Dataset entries

|---|

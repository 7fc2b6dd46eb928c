//! Chain simulator.
//!
//! Single source of randomness for the ledger: transaction hashes,
//! addresses, block numbers, gas, token ids, entity ids and DriveChain
//! scores. Seeding it through [`LedgerConfig::rng_seed`] makes a whole
//! ledger run reproducible.

use chrono::{DateTime, Utc};
use motormint_core::{
    drive_chain_id, simulated_token_prices, Address, GeneratedId, TokenPrice, TxHash,
    MAX_FRAUD_SCORE,
};
use parking_lot::Mutex;
use rand::rngs::StdRng;
use rand::{Rng, SeedableRng};

use crate::config::LedgerConfig;

/// Lowest seeded health score.
pub const MIN_SEED_HEALTH: u8 = 70;

/// Largest health increase from one maintenance entry.
pub const MAX_MAINTENANCE_BUMP: u8 = 4;

/// Randomness source for simulated chain values.
#[derive(Debug)]
pub struct ChainSimulator {
    rng: Mutex<StdRng>,
    block_base: u64,
    block_span: u64,
    transfer_block_span: u64,
    gas_base: u64,
    gas_span: u64,
    token_id_span: u64,
}

impl ChainSimulator {
    /// Create a simulator from the ledger configuration.
    pub fn new(config: &LedgerConfig) -> Self {
        let rng = match config.rng_seed {
            Some(seed) => StdRng::seed_from_u64(seed),
            None => StdRng::from_entropy(),
        };
        Self {
            rng: Mutex::new(rng),
            block_base: config.block_base,
            block_span: config.block_span.max(1),
            transfer_block_span: config.transfer_block_span.max(1),
            gas_base: config.gas_base,
            gas_span: config.gas_span.max(1),
            token_id_span: config.token_id_span.max(1),
        }
    }

    /// Fresh transaction hash.
    pub fn tx_hash(&self) -> TxHash {
        TxHash::generate(&mut *self.rng.lock())
    }

    /// Fresh address.
    pub fn address(&self) -> Address {
        Address::generate(&mut *self.rng.lock())
    }

    /// Registration block in `block_base..block_base + block_span`.
    pub fn block_number(&self) -> u64 {
        self.block_base.saturating_add(self.rng.lock().gen_range(0..self.block_span))
    }

    /// Transfer block at most `transfer_block_span - 1` past `registration_block`.
    pub fn transfer_block(&self, registration_block: u64) -> u64 {
        registration_block.saturating_add(self.rng.lock().gen_range(0..self.transfer_block_span))
    }

    /// Simulated gas used.
    pub fn gas_used(&self) -> u64 {
        self.gas_base.saturating_add(self.rng.lock().gen_range(0..self.gas_span))
    }

    /// Token id as a decimal string.
    pub fn token_id(&self) -> String {
        self.rng.lock().gen_range(0..self.token_id_span).to_string()
    }

    /// Mint an entity id stamped with `at`.
    pub fn id<I: GeneratedId>(&self, at: DateTime<Utc>) -> I {
        I::generate(at, &mut *self.rng.lock())
    }

    /// Human-facing DriveChain id.
    pub fn drive_chain_id(&self, at: DateTime<Utc>) -> String {
        drive_chain_id(at, &mut *self.rng.lock())
    }

    /// Initial health score in `70..=99`.
    pub fn health_score(&self) -> u8 {
        self.rng.lock().gen_range(MIN_SEED_HEALTH..100)
    }

    /// Fraud score in `[0, 10)`.
    pub fn fraud_score(&self) -> f64 {
        self.rng.lock().gen_range(0.0..MAX_FRAUD_SCORE)
    }

    /// Health increase for one maintenance entry, `0..=4`.
    pub fn maintenance_bump(&self) -> u8 {
        self.rng.lock().gen_range(0..=MAX_MAINTENANCE_BUMP)
    }

    /// Jittered token prices.
    pub fn token_prices(&self, now: DateTime<Utc>) -> Vec<TokenPrice> {
        simulated_token_prices(&mut *self.rng.lock(), now)
    }
}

|---|

# [PROBLEM DESCRIPTION]
Find and copy each line of the data where "Fresh" is present.

# [OUTPUT FOR THIS EXERCISE]
    /// Fresh transaction hash.
    /// Fresh address.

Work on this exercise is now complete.